REQUIRED WORK.
In the entries below, how many lines contain the string "text"? Respond with the number only.

RECORDS PROVIDED.

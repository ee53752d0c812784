//! `EventCatalog` — validated events keyed by id.

use std::collections::{BTreeMap, BTreeSet, HashSet};

use fr_core::{Event, EventId, EventRecord, ParseError, ParseResult};
use tracing::{debug, warn};

use crate::{CatalogError, CatalogResult, EventFilter};

// ── InvalidEventPolicy ────────────────────────────────────────────────────────

/// What [`EventCatalog::from_records`] does with a record that fails
/// validation.
#[derive(Copy, Clone, Debug, Default, PartialEq, Eq)]
pub enum InvalidEventPolicy {
    /// Stop at the first invalid record and return its error.
    #[default]
    Abort,
    /// Leave invalid records out and hand their errors back to the caller.
    Skip,
}

// ── CatalogStats ──────────────────────────────────────────────────────────────

#[derive(Copy, Clone, Debug, Default, PartialEq, Eq)]
pub struct CatalogStats {
    pub events: usize,
    /// Distinct calendar dates with at least one event.
    pub days:   usize,
}

// ── EventCatalog ──────────────────────────────────────────────────────────────

#[derive(Clone, Debug, Default)]
pub struct EventCatalog {
    events: BTreeMap<EventId, Event>,
}

impl EventCatalog {
    pub fn new() -> Self {
        Self::default()
    }

    /// Validate `records` into a catalogue.
    ///
    /// Returns the catalogue together with the errors of skipped records
    /// (always empty under [`InvalidEventPolicy::Abort`]).  A repeated id is
    /// a [`CatalogError::DuplicateEvent`] under either policy.
    pub fn from_records<I>(records: I, policy: InvalidEventPolicy) -> CatalogResult<(Self, Vec<ParseError>)>
    where
        I: IntoIterator<Item = EventRecord>,
    {
        let mut catalog = Self::new();
        let mut skipped = Vec::new();

        for record in records {
            match parse_record(record) {
                Ok(event) => catalog.insert_event(event)?,
                Err(e) => match policy {
                    InvalidEventPolicy::Abort => return Err(e.into()),
                    InvalidEventPolicy::Skip => {
                        warn!(event = %e.event_id(), error = %e, "skipping invalid event");
                        skipped.push(e);
                    }
                },
            }
        }

        debug!(events = catalog.len(), skipped = skipped.len(), "catalogue built");
        Ok((catalog, skipped))
    }

    pub fn len(&self) -> usize {
        self.events.len()
    }

    pub fn is_empty(&self) -> bool {
        self.events.is_empty()
    }

    pub fn get(&self, id: EventId) -> Option<&Event> {
        self.events.get(&id)
    }

    pub fn contains(&self, id: EventId) -> bool {
        self.events.contains_key(&id)
    }

    /// Validate and add one event.
    pub fn insert(&mut self, record: EventRecord) -> CatalogResult<&Event> {
        let event = parse_record(record)?;
        let id = event.id;
        self.insert_event(event)?;
        Ok(&self.events[&id])
    }

    /// Remove an event, returning it.
    pub fn remove(&mut self, id: EventId) -> CatalogResult<Event> {
        self.events.remove(&id).ok_or(CatalogError::UnknownEvent(id))
    }

    /// All events ordered by date, then start time, then id.
    pub fn list(&self) -> Vec<&Event> {
        let mut out: Vec<&Event> = self.events.values().collect();
        out.sort_by_key(|e| (e.date, e.start, e.id));
        out
    }

    /// Events matching `filter`, in [`list`][Self::list] order.
    pub fn search(&self, filter: &EventFilter) -> Vec<&Event> {
        let mut out = self.list();
        out.retain(|e| filter.matches(e));
        out
    }

    /// Resolve a user's selection into owned events.
    ///
    /// Repeated ids are collapsed to their first occurrence, so the result is
    /// deduplicated and keeps selection order.  Any id missing from the
    /// catalogue fails the whole resolution.
    pub fn resolve(&self, selection: &[EventId]) -> CatalogResult<Vec<Event>> {
        let mut seen = HashSet::with_capacity(selection.len());
        let mut out = Vec::with_capacity(selection.len());
        for &id in selection {
            if !seen.insert(id) {
                continue;
            }
            let event = self.events.get(&id).ok_or(CatalogError::UnknownEvent(id))?;
            out.push(event.clone());
        }
        Ok(out)
    }

    pub fn stats(&self) -> CatalogStats {
        let days: BTreeSet<_> = self.events.values().map(|e| e.date).collect();
        CatalogStats { events: self.events.len(), days: days.len() }
    }

    // ── Private helpers ───────────────────────────────────────────────────

    fn insert_event(&mut self, event: Event) -> CatalogResult<()> {
        if self.events.contains_key(&event.id) {
            return Err(CatalogError::DuplicateEvent(event.id));
        }
        self.events.insert(event.id, event);
        Ok(())
    }
}

/// Required text fields must be non-blank before the record is parsed.
fn parse_record(record: EventRecord) -> ParseResult<Event> {
    let id = record.id;
    for (field, value) in [
        ("name", &record.name),
        ("type", &record.kind),
        ("location", &record.location),
    ] {
        if value.trim().is_empty() {
            return Err(ParseError::MissingField { id, field });
        }
    }
    Event::try_from(record)
}
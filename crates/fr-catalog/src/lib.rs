//! `fr-catalog` — the set of events a user can choose from.
//!
//! # Crate layout
//!
//! | Module      | Contents                                                   |
//! |-------------|------------------------------------------------------------|
//! | [`catalog`] | `EventCatalog`, `InvalidEventPolicy`, `CatalogStats`       |
//! | [`filter`]  | `EventFilter` (text search + category)                     |
//! | [`loader`]  | `load_records_csv`, `load_records_reader`, `load_records_json` |
//! | [`error`]   | `CatalogError`, `CatalogResult<T>`                         |
//!
//! The catalogue is the boundary between the external event store and the
//! route generator: loaders produce raw `EventRecord`s, the catalogue
//! validates them into `Event`s, and `EventCatalog::resolve` turns a user's
//! selection of ids into the event list handed to `fr-route`.

pub mod catalog;
pub mod error;
pub mod filter;
pub mod loader;


pub use catalog::{CatalogStats, EventCatalog, InvalidEventPolicy};
pub use error::{CatalogError, CatalogResult};
pub use filter::EventFilter;
pub use loader::{load_records_csv, load_records_json, load_records_reader};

TASK SOLUTION.
2